As FAO animal production expert Andrew Speedy said in a March 23 News release

news, the figures show BSE control measures are working. They involve feed regulations, surveillance, diagnosis and traceability.

Speedy noted the importance of a tracking system that allows animals to be identified “all the way from birth to the shopping basket.” The Canadian beef industry is well down that road, with its mandatory national identification system, and the destination draws ever closer as more cattle producers age-verify their animals. By 2007, the Canadian Beef Export Federation figures almost all Canadian cattle will be age verified, and that could pay off handily when it comes to trade opportunities.

Certainly Canada is ahead of the U.S. in that respect, because in contrast, our southern neighbour isn’t expected to have full national animal identification until 2009.

Last week, U.S. agriculture secretary Mike Johanns called traceability a critical trade issue, noting countries that have it are using it to gain an advantage.
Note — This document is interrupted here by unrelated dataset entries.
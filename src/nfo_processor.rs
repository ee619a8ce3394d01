use std::io::Write;
use std::path::Path;

use anyhow::{Context, Result};
use log::{debug, warn};
use quick_xml::events::{BytesDecl, BytesText, Event};
use quick_xml::{Reader, Writer};

use crate::errors::MetadataError;
use crate::file_utils::FileManager;
use crate::language_utils::{self, LanguageDetector};
use crate::providers::TranslationClient;

// @module: NFO/XML metadata sanitizing and field translation

/// Tag names eligible for translation. Case-sensitive; scraper output mixes
/// lowercase (Kodi movie NFOs) and capitalized (series XML) variants.
pub const TRANSLATABLE_TAGS: &[&str] = &[
    "genre",
    "Genre",
    "description",
    "plot",
    "overview",
    "Overview",
];

/// Whether a tag belongs to the translatable allow-set
pub fn is_translatable_tag(tag: &str) -> bool {
    TRANSLATABLE_TAGS.contains(&tag)
}

/// Keep only the lines that look like markup: trimmed form starts with `<`.
///
/// Metadata files are frequently polluted with non-markup preamble or
/// trailing text. This is a best-effort heuristic, not a validating parser;
/// relative line order is preserved and the lines themselves are untouched.
pub fn sanitize_lines(content: &str) -> Vec<&str> {
    content
        .lines()
        .filter(|line| line.trim_start().starts_with('<'))
        .collect()
}

/// Translate the allow-set fields of a sanitized markup document.
///
/// Every element whose tag is in [`TRANSLATABLE_TAGS`] and whose trimmed
/// text is non-empty goes through detect-then-translate: if the detected
/// language already matches `target_lang` the field is left untouched
/// (this is what makes re-runs idempotent), and a failed translation call
/// falls back to the original text rather than failing the document.
///
/// Returns the serialized document, UTF-8 with an XML declaration header.
/// Fails only when the markup itself cannot be parsed.
pub async fn translate_document(
    content: &str,
    path_label: &str,
    translator: &dyn TranslationClient,
    detector: &dyn LanguageDetector,
    target_lang: &str,
) -> Result<Vec<u8>, MetadataError> {
    let mut reader = Reader::from_str(content);
    let mut writer = Writer::new(Vec::new());

    let malformed = |e: quick_xml::Error| MetadataError::MalformedMarkup {
        path: path_label.to_string(),
        reason: e.to_string(),
    };

    let write_failed = |e: quick_xml::Error| MetadataError::MalformedMarkup {
        path: path_label.to_string(),
        reason: format!("serialization failed: {}", e),
    };

    writer
        .write_event(Event::Decl(BytesDecl::new("1.0", Some("utf-8"), None)))
        .map_err(write_failed)?;
    let _ = writer.get_mut().write_all(b"\n");

    let mut in_translatable = false;
    let mut saw_root = false;

    loop {
        match reader.read_event() {
            Err(e) => return Err(malformed(e)),
            Ok(Event::Eof) => break,
            // The input declaration is replaced by ours above
            Ok(Event::Decl(_)) => {}
            Ok(Event::Start(e)) => {
                let tag = String::from_utf8_lossy(e.name().as_ref()).into_owned();
                in_translatable = is_translatable_tag(&tag);
                saw_root = true;
                writer.write_event(Event::Start(e)).map_err(write_failed)?;
            }
            Ok(Event::End(e)) => {
                in_translatable = false;
                writer.write_event(Event::End(e)).map_err(write_failed)?;
            }
            // Only the leading text segment of a translatable element is
            // translated; tail text after an empty child stays as-is
            Ok(Event::Empty(e)) => {
                in_translatable = false;
                saw_root = true;
                writer.write_event(Event::Empty(e)).map_err(write_failed)?;
            }
            Ok(Event::Text(t)) if in_translatable => {
                let rewritten = {
                    let raw = t.unescape().map_err(malformed)?;
                    let original = raw.trim();
                    if original.is_empty() {
                        None
                    } else {
                        translate_field(original, translator, detector, target_lang).await
                    }
                };

                match rewritten {
                    Some(translated) => writer
                        .write_event(Event::Text(BytesText::new(&translated)))
                        .map_err(write_failed)?,
                    // Skip and fallback paths leave the field byte-for-byte
                    // as it was, surrounding whitespace included
                    None => writer.write_event(Event::Text(t)).map_err(write_failed)?,
                }
            }
            // Whitespace before the root would pile up under the fresh
            // declaration header on re-runs
            Ok(Event::Text(t)) if !saw_root => {
                if !t.unescape().map_err(malformed)?.trim().is_empty() {
                    writer.write_event(Event::Text(t)).map_err(write_failed)?;
                }
            }
            Ok(event) => {
                writer.write_event(event).map_err(write_failed)?;
            }
        }
    }

    Ok(writer.into_inner())
}

/// Detect-then-translate one field. Never fails: `None` means leave the
/// field untouched, either because it is already in the target language or
/// because the translation call failed.
async fn translate_field(
    original: &str,
    translator: &dyn TranslationClient,
    detector: &dyn LanguageDetector,
    target_lang: &str,
) -> Option<String> {
    if let Some(detected) = detector.detect(original) {
        debug!("Detected language '{}' for '{}'", detected, preview(original));
        if language_utils::language_codes_match(&detected, target_lang) {
            debug!("Skipping translation, already in target language");
            return None;
        }
    }

    match translator.translate(original, target_lang).await {
        Ok(translated) => {
            debug!("Translated '{}' to '{}'", preview(original), preview(&translated));
            Some(translated)
        }
        Err(e) => {
            warn!("Error translating '{}': {}", preview(original), e);
            None
        }
    }
}

/// Shorten a field for log lines
fn preview(text: &str) -> String {
    const MAX: usize = 50;
    if text.chars().count() <= MAX {
        text.to_string()
    } else {
        let truncated: String = text.chars().take(MAX).collect();
        format!("{}...", truncated)
    }
}

/// Sanitize and translate one metadata file, then atomically replace it.
///
/// The file is read permissively (undecodable bytes replaced), sanitized in
/// memory, translated, and only then written back via a temporary file and
/// rename. A parse failure leaves the original file byte-for-byte intact.
pub async fn process_file(
    path: &Path,
    translator: &dyn TranslationClient,
    detector: &dyn LanguageDetector,
    target_lang: &str,
) -> Result<()> {
    let content = FileManager::read_to_string_lossy(path)?;

    if content.lines().next().is_none() {
        return Err(MetadataError::EmptyFile(path.display().to_string()).into());
    }

    let sanitized = sanitize_lines(&content).join("\n");

    let output = translate_document(
        &sanitized,
        &path.display().to_string(),
        translator,
        detector,
        target_lang,
    )
    .await?;

    FileManager::write_atomic(path, &output)
        .with_context(|| format!("Failed to write translated file: {}", path.display()))?;

    Ok(())
}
Count Canada among that latter group. And as reported in last week’s issue, Canada’s reputation is high in Japan, where this country’s beef safety and traceability are getting positive play. The challenge now lies in producing enough age-verified beef to capitalize on Japanese demand.

Once again in contrast, the U.S. is having difficulty meeting Japan’s beef trade requirements and seems to be at political odds with its major beef export market.

The Canadian beef industry has come through a deep valley of shadow, but it survived and adapted, and now it is poised to flourish. The words “good news” and “BSE” are shaking hands.

Who would have thought?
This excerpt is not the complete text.